The Designer In The White Glasses
One can find Larissa Muehleder in any room by looking for the girl in white-framed glasses. Last month while on a mutual friend’s boat, I met Larissa in her bright frames which glowed against her red neoprene dress and fierce afro. The red dress spoke for itself: it screamed femininity, individuality, and freedom. “I designed it myself, I am a designer,” she said. She exuded a familiarity, something I immediately recognized as a byproduct of her mixed heritage — her mother, Nigerian, and father, from Austria.
So I sat down with the Austrian-Nigerian girl in the white glasses as she spoke about her label, Muehleder. According to Larissa, Muehleder is a brand for the original woman. It’s an affordable luxury brand that doesn’t require the sacrifice of comfort for good fashion. Larissa straightened her glasses, “We pay attention to how the fabric moves on the female body, pieces that make you feel comfortable eating a whole cake.”

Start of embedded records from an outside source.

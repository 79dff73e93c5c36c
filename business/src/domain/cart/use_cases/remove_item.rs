use async_trait::async_trait;

use crate::domain::cart::errors::CartError;
use crate::domain::cart::model::{Cart, LineItemId};
use crate::domain::shared::value_objects::SessionKey;

pub struct RemoveCartItemParams {
    pub session: SessionKey,
    pub line_id: LineItemId,
}

#[async_trait]
pub trait RemoveCartItemUseCase: Send + Sync {
    async fn execute(&self, params: RemoveCartItemParams) -> Result<Cart, CartError>;
}
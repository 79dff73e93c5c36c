use std::sync::Arc;

use async_trait::async_trait;

use crate::domain::catalog::errors::CatalogError;
use crate::domain::catalog::model::{CatalogProduct, ProductCategory};
use crate::domain::catalog::repository::CatalogRepository;
use crate::domain::catalog::use_cases::get_all::{
    GetCatalogProductsParams, GetCatalogProductsUseCase,
};
use crate::domain::logger::Logger;

pub struct GetCatalogProductsUseCaseImpl {
    pub repository: Arc<dyn CatalogRepository>,
    pub logger: Arc<dyn Logger>,
}

#[async_trait]
impl GetCatalogProductsUseCase for GetCatalogProductsUseCaseImpl {
    async fn execute(
        &self,
        params: GetCatalogProductsParams,
    ) -> Result<Vec<CatalogProduct>, CatalogError> {
        let products = match params.category {
            Some(raw) => {
                let category = raw
                    .parse::<ProductCategory>()
                    .map_err(|_| CatalogError::InvalidCategory)?;
                self.logger
                    .debug(&format!("Listing catalog products in {}", category));
                self.repository.get_by_category(&category).await?
            }
            None => self.repository.get_all().await?,
        };

        self.logger
            .debug(&format!("Retrieved {} catalog products", products.len()));
        Ok(products)
    }
}
use async_trait::async_trait;

use crate::domain::errors::CommerceError;

use super::model::{Cart, CartId, CartLineInput, CartLineUpdate, LineItemId};

/// Port to the remote commerce platform that owns every cart.
///
/// Each mutation answers with the authoritative snapshot of the whole cart.
#[async_trait]
pub trait CartGateway: Send + Sync {
    async fn create_cart(&self) -> Result<Cart, CommerceError>;

    /// `Ok(None)` when the id no longer resolves to a cart (expired or unknown).
    async fn get_cart(&self, id: &CartId) -> Result<Option<Cart>, CommerceError>;

    async fn add_lines(&self, id: &CartId, lines: &[CartLineInput]) -> Result<Cart, CommerceError>;

    async fn update_lines(
        &self,
        id: &CartId,
        lines: &[CartLineUpdate],
    ) -> Result<Cart, CommerceError>;

    async fn remove_lines(&self, id: &CartId, line_ids: &[LineItemId])
    -> Result<Cart, CommerceError>;
}
use std::sync::Arc;

use poem_openapi::{
    OpenApi,
    param::{Header, Path},
    payload::Json,
};

use business::application::cart::client::{CartClient, CartFailure};
use business::domain::cart::errors::CartError;
use business::domain::cart::model::{LineItemId, VariantId};
use business::domain::cart::state::CartState;
use business::domain::shared::value_objects::SessionKey;

use crate::api::cart::dto::{
    AddCartLineRequest, AddCatalogProductRequest, CartFailureResponse, CartStateResponse,
    CheckoutResponse, UpdateCartLineRequest,
};
use crate::api::error::IntoErrorResponse;
use crate::api::session::{is_new_session, resolve_session};
use crate::api::tags::ApiTags;

const DEFAULT_QUANTITY: i64 = 1;

pub struct CartApi {
    client: Arc<CartClient>,
}

impl CartApi {
    pub fn new(client: Arc<CartClient>) -> Self {
        Self { client }
    }
}

/// Visitor cart API
///
/// Every endpoint reads the visitor session from the `X-Cart-Session`
/// header. Requests without one start a new session whose key is returned
/// in the body.
#[OpenApi]
impl CartApi {
    /// Load the cart
    ///
    /// Returns the visitor's cart, creating one on the platform when needed.
    /// A failure to reach the platform shows the last known cart without an
    /// error message. Requests without a session get an empty cart and a
    /// new key, and nothing is created until the first item is added.
    #[oai(path = "/cart", method = "get", tag = "ApiTags::Cart")]
    async fn get(
        &self,
        #[oai(name = "X-Cart-Session")] session: Header<Option<String>>,
    ) -> CartResult {
        let issued = is_new_session(session.0.as_deref());
        let session = match resolve_session(session.0.as_deref()) {
            Ok(session) => session,
            Err(cause) => return CartResult::failure(None, cause),
        };

        let state = if issued {
            CartState::default()
        } else {
            self.client.load(&session).await
        };
        CartResult::Ok(Json(CartStateResponse::new(&session, state)))
    }

    /// Add a variant to the cart
    #[oai(path = "/cart/lines", method = "post", tag = "ApiTags::Cart")]
    async fn add_line(
        &self,
        #[oai(name = "X-Cart-Session")] session: Header<Option<String>>,
        body: Json<AddCartLineRequest>,
    ) -> CartResult {
        let session = match resolve_session(session.0.as_deref()) {
            Ok(session) => session,
            Err(cause) => return CartResult::failure(None, cause),
        };

        let outcome = self
            .client
            .add_item(
                &session,
                VariantId::new(body.0.variant_id),
                body.0.quantity.unwrap_or(DEFAULT_QUANTITY),
            )
            .await;
        CartResult::from_outcome(&session, outcome)
    }

    /// Add a catalog product to the cart
    ///
    /// Uses the first variant of the matching platform product that is
    /// available for sale.
    #[oai(path = "/cart/products/:slug", method = "post", tag = "ApiTags::Cart")]
    async fn add_product(
        &self,
        #[oai(name = "X-Cart-Session")] session: Header<Option<String>>,
        slug: Path<String>,
        body: Json<AddCatalogProductRequest>,
    ) -> CartResult {
        let session = match resolve_session(session.0.as_deref()) {
            Ok(session) => session,
            Err(cause) => return CartResult::failure(None, cause),
        };

        let outcome = self
            .client
            .add_catalog_product(
                &session,
                slug.0,
                body.0.quantity.unwrap_or(DEFAULT_QUANTITY),
            )
            .await;
        CartResult::from_outcome(&session, outcome)
    }

    /// Change the quantity of a line
    ///
    /// A quantity of zero or less removes the line.
    #[oai(path = "/cart/lines/:id", method = "put", tag = "ApiTags::Cart")]
    async fn update_line(
        &self,
        #[oai(name = "X-Cart-Session")] session: Header<Option<String>>,
        id: Path<String>,
        body: Json<UpdateCartLineRequest>,
    ) -> CartResult {
        let session = match resolve_session(session.0.as_deref()) {
            Ok(session) => session,
            Err(cause) => return CartResult::failure(None, cause),
        };

        let outcome = self
            .client
            .update_quantity(&session, LineItemId::new(id.0), body.0.quantity)
            .await;
        CartResult::from_outcome(&session, outcome)
    }

    /// Remove a line from the cart
    #[oai(path = "/cart/lines/:id", method = "delete", tag = "ApiTags::Cart")]
    async fn remove_line(
        &self,
        #[oai(name = "X-Cart-Session")] session: Header<Option<String>>,
        id: Path<String>,
    ) -> CartResult {
        let session = match resolve_session(session.0.as_deref()) {
            Ok(session) => session,
            Err(cause) => return CartResult::failure(None, cause),
        };

        let outcome = self
            .client
            .remove_item(&session, LineItemId::new(id.0))
            .await;
        CartResult::from_outcome(&session, outcome)
    }

    /// Checkout URL
    ///
    /// URL of the platform-hosted checkout for the visitor's cart.
    #[oai(path = "/cart/checkout", method = "get", tag = "ApiTags::Cart")]
    async fn checkout(
        &self,
        #[oai(name = "X-Cart-Session")] session: Header<Option<String>>,
    ) -> CheckoutResult {
        let session = match resolve_session(session.0.as_deref()) {
            Ok(session) => session,
            Err(cause) => return CheckoutResult::BadRequest(failure_body(None, cause).1),
        };

        match self.client.checkout(&session).await {
            Ok(url) => CheckoutResult::Ok(Json(CheckoutResponse {
                session_key: session.to_string(),
                checkout_url: url.to_string(),
            })),
            Err(failure) => CheckoutResult::Unprocessable(
                failure_body(Some((&session, failure.state)), failure.cause).1,
            ),
        }
    }

    /// Dismiss the error message
    #[oai(path = "/cart/error", method = "delete", tag = "ApiTags::Cart")]
    async fn clear_error(
        &self,
        #[oai(name = "X-Cart-Session")] session: Header<Option<String>>,
    ) -> CartResult {
        let session = match resolve_session(session.0.as_deref()) {
            Ok(session) => session,
            Err(cause) => return CartResult::failure(None, cause),
        };

        let state = self.client.clear_error(&session);
        CartResult::Ok(Json(CartStateResponse::new(&session, state)))
    }
}

/// Error body plus the visitor's last known-good cart, when there is one.
fn failure_body(
    cart: Option<(&SessionKey, CartState)>,
    cause: CartError,
) -> (u16, Json<CartFailureResponse>) {
    let (status, json) = cause.into_error_response();
    let body = Json(CartFailureResponse {
        name: json.0.name,
        message: json.0.message,
        cart: cart.map(|(session, state)| CartStateResponse::new(session, state)),
    });
    (status.as_u16(), body)
}

#[derive(poem_openapi::ApiResponse)]
pub enum CartResult {
    #[oai(status = 200)]
    Ok(Json<CartStateResponse>),
    #[oai(status = 400)]
    BadRequest(Json<CartFailureResponse>),
    #[oai(status = 404)]
    NotFound(Json<CartFailureResponse>),
    #[oai(status = 409)]
    Conflict(Json<CartFailureResponse>),
    #[oai(status = 422)]
    Unprocessable(Json<CartFailureResponse>),
    #[oai(status = 502)]
    BadGateway(Json<CartFailureResponse>),
    #[oai(status = 500)]
    InternalError(Json<CartFailureResponse>),
}

impl CartResult {
    fn from_outcome(session: &SessionKey, outcome: Result<CartState, CartFailure>) -> Self {
        match outcome {
            Ok(state) => CartResult::Ok(Json(CartStateResponse::new(session, state))),
            Err(failure) => CartResult::failure(Some((session, failure.state)), failure.cause),
        }
    }

    fn failure(cart: Option<(&SessionKey, CartState)>, cause: CartError) -> Self {
        let (status, body) = failure_body(cart, cause);
        match status {
            400 => CartResult::BadRequest(body),
            404 => CartResult::NotFound(body),
            409 => CartResult::Conflict(body),
            422 => CartResult::Unprocessable(body),
            502 => CartResult::BadGateway(body),
            _ => CartResult::InternalError(body),
        }
    }
}

#[derive(poem_openapi::ApiResponse)]
pub enum CheckoutResult {
    #[oai(status = 200)]
    Ok(Json<CheckoutResponse>),
    #[oai(status = 400)]
    BadRequest(Json<CartFailureResponse>),
    #[oai(status = 422)]
    Unprocessable(Json<CartFailureResponse>),
}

While Larissa is currently in the process of creating a more sustainable material, the use of neoprene fabric is key in her designs. Although the soft fabric is extremely versatile and known for its lightweight mobility, it is also chemically produced. The production of neoprene emits cancerous toxic gasses which contributes to ongoing issues with climate change.

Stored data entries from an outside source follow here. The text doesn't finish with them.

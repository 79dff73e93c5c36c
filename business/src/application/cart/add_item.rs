use std::sync::Arc;

use async_trait::async_trait;

use crate::domain::cart::errors::CartError;
use crate::domain::cart::model::{Cart, CartLineInput};
use crate::domain::cart::services::CartGateway;
use crate::domain::cart::use_cases::add_item::{AddCartItemParams, AddCartItemUseCase};
use crate::domain::cart::use_cases::resolve::{ResolveCartParams, ResolveCartUseCase};
use crate::domain::logger::Logger;

pub struct AddCartItemUseCaseImpl {
    pub resolver: Arc<dyn ResolveCartUseCase>,
    pub gateway: Arc<dyn CartGateway>,
    pub logger: Arc<dyn Logger>,
}

#[async_trait]
impl AddCartItemUseCase for AddCartItemUseCaseImpl {
    async fn execute(&self, params: AddCartItemParams) -> Result<Cart, CartError> {
        let quantity = positive_quantity(params.quantity).ok_or(CartError::InvalidQuantity)?;

        self.logger.info(&format!(
            "Adding {} x {} to cart",
            quantity, params.variant_id
        ));

        let cart = self
            .resolver
            .execute(ResolveCartParams {
                session: params.session,
            })
            .await?;

        let lines = [CartLineInput {
            merchandise_id: params.variant_id,
            quantity,
        }];
        let updated = self.gateway.add_lines(&cart.id, &lines).await?;

        self.logger.info(&format!(
            "Cart {} now holds {} items",
            updated.id,
            updated.item_count()
        ));
        Ok(updated)
    }
}

/// Quantities accepted by the platform: strictly positive and fitting a `u32`.
pub(crate) fn positive_quantity(quantity: i64) -> Option<u32> {
    if quantity <= 0 {
        return None;
    }
    u32::try_from(quantity).ok()
}

#[cfg(test)]
mod tests {
    use super::*;
    use crate::application::mocks::{
        MockGateway, failing_resolver, mock_logger, resolving_to, test_session,
    };
    use crate::domain::cart::model::VariantId;
    use crate::domain::cart::model::fixtures::{cart, line};
    use crate::domain::errors::CommerceError;

    fn params(quantity: i64) -> AddCartItemParams {
        AddCartItemParams {
            session: test_session(),
            variant_id: VariantId::new("gid://shopify/ProductVariant/1"),
            quantity,
        }
    }

    #[tokio::test]
    async fn should_return_remote_snapshot_after_adding_line() {
        let mut gateway = MockGateway::new();
        gateway
            .expect_add_lines()
            .withf(|id, lines| {
                id.as_str() == "c1"
                    && lines.len() == 1
                    && lines[0].quantity == 1
                    && lines[0].merchandise_id.as_str() == "gid://shopify/ProductVariant/1"
            })
            .times(1)
            .returning(|_, _| Ok(cart("c1", vec![line("l1", "1535.00", 1)])));

        let use_case = AddCartItemUseCaseImpl {
            resolver: resolving_to(cart("c1", vec![])),
            gateway: Arc::new(gateway),
            logger: mock_logger(),
        };

        let result = use_case.execute(params(1)).await;

        let updated = result.unwrap();
        assert_eq!(updated.item_count(), 1);
        assert_eq!(updated.subtotal().formatted_amount(), "1535.00");
    }

    #[tokio::test]
    async fn should_reject_non_positive_quantity_without_remote_call() {
        let mut gateway = MockGateway::new();
        gateway.expect_add_lines().never();

        let use_case = AddCartItemUseCaseImpl {
            resolver: resolving_to(cart("c1", vec![])),
            gateway: Arc::new(gateway),
            logger: mock_logger(),
        };

        let zero = use_case.execute(params(0)).await;
        let negative = use_case.execute(params(-3)).await;

        assert!(matches!(zero.unwrap_err(), CartError::InvalidQuantity));
        assert!(matches!(negative.unwrap_err(), CartError::InvalidQuantity));
    }

    #[tokio::test]
    async fn should_propagate_remote_failure() {
        let mut gateway = MockGateway::new();
        gateway
            .expect_add_lines()
            .returning(|_, _| Err(CommerceError::UserErrors(vec!["Sold out".to_string()])));

        let use_case = AddCartItemUseCaseImpl {
            resolver: resolving_to(cart("c1", vec![])),
            gateway: Arc::new(gateway),
            logger: mock_logger(),
        };

        let result = use_case.execute(params(2)).await;

        assert!(matches!(
            result.unwrap_err(),
            CartError::RemoteCallFailed(CommerceError::UserErrors(_))
        ));
    }

    #[tokio::test]
    async fn should_not_mutate_when_cart_cannot_be_resolved() {
        let mut gateway = MockGateway::new();
        gateway.expect_add_lines().never();

        let use_case = AddCartItemUseCaseImpl {
            resolver: failing_resolver(),
            gateway: Arc::new(gateway),
            logger: mock_logger(),
        };

        let result = use_case.execute(params(1)).await;

        assert!(matches!(result.unwrap_err(), CartError::RemoteCallFailed(_)));
    }

    #[test]
    fn should_only_accept_quantities_fitting_the_platform() {
        assert_eq!(positive_quantity(1), Some(1));
        assert_eq!(positive_quantity(0), None);
        assert_eq!(positive_quantity(-1), None);
        assert_eq!(positive_quantity(i64::from(u32::MAX) + 1), None);
    }
}
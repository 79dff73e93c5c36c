use async_trait::async_trait;

use crate::domain::cart::errors::CartError;
use crate::domain::cart::model::Cart;
use crate::domain::shared::value_objects::SessionKey;

pub struct ResolveCartParams {
    pub session: SessionKey,
}

/// Returns the session's remote cart, creating and remembering a new one
/// when none is cached or the cached id no longer resolves.
#[async_trait]
pub trait ResolveCartUseCase: Send + Sync {
    async fn execute(&self, params: ResolveCartParams) -> Result<Cart, CartError>;
}
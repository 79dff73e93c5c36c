use async_trait::async_trait;
use serde::Deserialize;
use serde_json::json;
use url::Url;

use business::domain::cart::model::{
    Cart, CartId, CartLineInput, CartLineUpdate, LineItem, LineItemId, VariantId, VariantRef,
};
use business::domain::cart::services::CartGateway;
use business::domain::errors::CommerceError;

use crate::client::StorefrontClient;
use crate::queries;
use crate::types::{Connection, MoneyV2, UserError};

#[derive(Debug, Deserialize)]
#[serde(rename_all = "camelCase")]
struct CartNode {
    id: String,
    checkout_url: String,
    lines: Connection<CartLineNode>,
    cost: CartCost,
}

#[derive(Debug, Deserialize)]
struct CartLineNode {
    id: String,
    quantity: u32,
    merchandise: Merchandise,
}

#[derive(Debug, Deserialize)]
struct Merchandise {
    id: String,
    title: String,
    product: MerchandiseProduct,
    price: MoneyV2,
    image: Option<MerchandiseImage>,
}

#[derive(Debug, Deserialize)]
struct MerchandiseProduct {
    title: String,
}

#[derive(Debug, Deserialize)]
struct MerchandiseImage {
    url: String,
}

#[derive(Debug, Deserialize)]
#[serde(rename_all = "camelCase")]
struct CartCost {
    total_amount: MoneyV2,
}

#[derive(Debug, Deserialize)]
struct CartQueryData {
    cart: Option<CartNode>,
}

/// `data` of any cart mutation: a single payload under the mutation's name.
#[derive(Debug, Deserialize)]
struct CartMutationData {
    #[serde(
        alias = "cartCreate",
        alias = "cartLinesAdd",
        alias = "cartLinesUpdate",
        alias = "cartLinesRemove"
    )]
    payload: CartPayload,
}

#[derive(Debug, Deserialize)]
#[serde(rename_all = "camelCase")]
struct CartPayload {
    cart: Option<CartNode>,
    #[serde(default)]
    user_errors: Vec<UserError>,
}

impl CartNode {
    fn into_domain(self) -> Result<Cart, CommerceError> {
        let checkout_url = Url::parse(&self.checkout_url)
            .map_err(|err| CommerceError::Decode(format!("checkoutUrl: {}", err)))?;
        let lines = self
            .lines
            .into_nodes()
            .map(CartLineNode::into_domain)
            .collect::<Result<Vec<_>, _>>()?;

        Ok(Cart {
            id: CartId::new(self.id),
            checkout_url,
            lines,
            total: self.cost.total_amount.into_domain()?,
        })
    }
}

impl CartLineNode {
    fn into_domain(self) -> Result<LineItem, CommerceError> {
        let merchandise = self.merchandise;
        Ok(LineItem {
            id: LineItemId::new(self.id),
            title: merchandise.product.title,
            quantity: self.quantity,
            variant: VariantRef {
                id: VariantId::new(merchandise.id),
                title: merchandise.title,
                price: merchandise.price.into_domain()?,
                image_url: merchandise.image.map(|image| image.url),
            },
        })
    }
}

impl CartPayload {
    fn into_cart(self) -> Result<Cart, CommerceError> {
        if !self.user_errors.is_empty() {
            return Err(CommerceError::UserErrors(
                self.user_errors.into_iter().map(|e| e.message).collect(),
            ));
        }
        self.cart
            .ok_or(CommerceError::MissingResource)?
            .into_domain()
    }
}

pub struct CartGatewayShopify {
    client: StorefrontClient,
}

impl CartGatewayShopify {
    pub fn new(client: StorefrontClient) -> Self {
        Self { client }
    }

    async fn mutate(
        &self,
        document: &str,
        variables: serde_json::Value,
    ) -> Result<Cart, CommerceError> {
        let data: CartMutationData = self.client.execute(document, variables).await?;
        data.payload.into_cart()
    }
}

#[async_trait]
impl CartGateway for CartGatewayShopify {
    async fn create_cart(&self) -> Result<Cart, CommerceError> {
        self.mutate(queries::CREATE_CART, json!({})).await
    }

    async fn get_cart(&self, id: &CartId) -> Result<Option<Cart>, CommerceError> {
        let data: CartQueryData = self
            .client
            .execute(queries::GET_CART, json!({ "cartId": id.as_str() }))
            .await?;

        data.cart.map(CartNode::into_domain).transpose()
    }

    async fn add_lines(&self, id: &CartId, lines: &[CartLineInput]) -> Result<Cart, CommerceError> {
        let lines: Vec<_> = lines
            .iter()
            .map(|line| {
                json!({
                    "merchandiseId": line.merchandise_id.as_str(),
                    "quantity": line.quantity,
                })
            })
            .collect();

        self.mutate(
            queries::ADD_LINES,
            json!({ "cartId": id.as_str(), "lines": lines }),
        )
        .await
    }

    async fn update_lines(
        &self,
        id: &CartId,
        lines: &[CartLineUpdate],
    ) -> Result<Cart, CommerceError> {
        let lines: Vec<_> = lines
            .iter()
            .map(|line| json!({ "id": line.id.as_str(), "quantity": line.quantity }))
            .collect();

        self.mutate(
            queries::UPDATE_LINES,
            json!({ "cartId": id.as_str(), "lines": lines }),
        )
        .await
    }

    async fn remove_lines(
        &self,
        id: &CartId,
        line_ids: &[LineItemId],
    ) -> Result<Cart, CommerceError> {
        let line_ids: Vec<_> = line_ids.iter().map(LineItemId::as_str).collect();

        self.mutate(
            queries::REMOVE_LINES,
            json!({ "cartId": id.as_str(), "lineIds": line_ids }),
        )
        .await
    }
}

The business started out of necessity and the need to survive in New York City. Having moved from Austria to Senegal to Paris and ending up in New York with her mother, Larissa grew up living the immigration life. This meant that Larissa could not get regular jobs because her immigration papers weren’t always readily available, so she started doing custom wear at 16 years old. Larissa explained, “Because of the (immigration) setback, I had to find a way to make an income and work around the system. I have never worked for anyone ever since.”
Larissa’s talent can be traced to her mother, who owned a boutique in Nigeria, and even further to her designer grandmother. After Larissa learned sewing at the High Schools of Fashion industries, as well as the Fashion Institution of Technology, where she learned marketing and merchandising in New York City.

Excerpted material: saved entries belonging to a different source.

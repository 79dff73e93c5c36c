use sqlx::{PgPool, postgres::PgPoolOptions};
use std::{path::Path, time::Duration};
use thiserror::Error;

#[derive(Error, Debug)]
pub enum DatabaseError {
    #[error("database.connection_error")]
    ConnectionError,
    #[error("database.migrations_not_found")]
    MigrationsNotFound,
    #[error("database.migration_error")]
    MigrationError,
}

/// Connection settings for the cart session store
pub struct DatabaseConfig {
    pub url: String,
    pub max_connections: u32,
    pub acquire_timeout: Duration,
}

impl DatabaseConfig {
    pub fn new(url: String) -> Self {
        Self {
            url,
            max_connections: 5,
            acquire_timeout: Duration::from_secs(30),
        }
    }

    pub fn with_max_connections(mut self, max_connections: u32) -> Self {
        self.max_connections = max_connections;
        self
    }
}

pub async fn create_postgres_pool(config: &DatabaseConfig) -> Result<PgPool, DatabaseError> {
    PgPoolOptions::new()
        .max_connections(config.max_connections)
        .acquire_timeout(config.acquire_timeout)
        .connect(&config.url)
        .await
        .map_err(|_| DatabaseError::ConnectionError)
}

/// Applies the pending migrations found in `migrations_path`
pub async fn run_migrations(pool: &PgPool, migrations_path: &str) -> Result<(), DatabaseError> {
    let path = Path::new(migrations_path);
    if !path.is_dir() {
        return Err(DatabaseError::MigrationsNotFound);
    }

    let migrator = sqlx::migrate::Migrator::new(path)
        .await
        .map_err(|_| DatabaseError::MigrationError)?;

    migrator
        .run(pool)
        .await
        .map_err(|_| DatabaseError::MigrationError)
}

#[cfg(test)]
mod tests {
    use super::*;

    #[test]
    fn should_default_pool_settings() {
        let config = DatabaseConfig::new("postgres://localhost/storefront".to_string());

        assert_eq!(config.max_connections, 5);
        assert_eq!(config.acquire_timeout, Duration::from_secs(30));
    }

    #[test]
    fn should_override_max_connections() {
        let config = DatabaseConfig::new("postgres://localhost/storefront".to_string())
            .with_max_connections(20);

        assert_eq!(config.max_connections, 20);
    }

    #[test]
    fn should_ship_cart_session_migration() {
        let migrations = Path::new(env!("CARGO_MANIFEST_DIR")).join("migrations");

        assert!(migrations.is_dir());
    }
}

Building a label like Muehleder was not an easy task, especially in a fast-paced fashion capital like New York City. Like most businesses, Larissa’s brand took time and she was open about many mistakes that young designers often encounter. She described sending clothes to alleged stylists in the industry and never hearing back from them. She said, “I put a lot of money into Ponzi scheme (fraud) fashion shows that promised us buyers would show up.” She added that young designers should find ways to collaborate or find internships with established designers to get a foothold in the industry.
After building a reputable clientele list, Larissa has designed and styled notable celebrities like Issa Rae, Cardi B, Zendaya, and Tiwa Savage. With the current climate in America, Black creatives are getting more recognition for their work, catapulting Muehleder to new heights. The brand enjoyed its highest sales in June, the official month dedicated to Black liberation in America.
Larissa revealed that she always dreamt of owning a boutique in Lagos just like her mother, but with the effect of the pandemic on the fashion business, virtual consumerism has taken centre stage.
While most people would consider Larissa to be “mixed-raced”, she refuses to be labelled as half of anything. In regards to her identity as both a Black and White woman, she states, “I am a whole person. I feel like when I accepted being whole and not half of something. I accepted myself.”
As Larissa continued gushing about her love of eating suya out of newspapers, it became clear to me that the girl in the white glasses is open to whatever the future has to offer. She looks forward to fulfilling her customer’s needs and exploring the possibilities of expanding her business all over the world.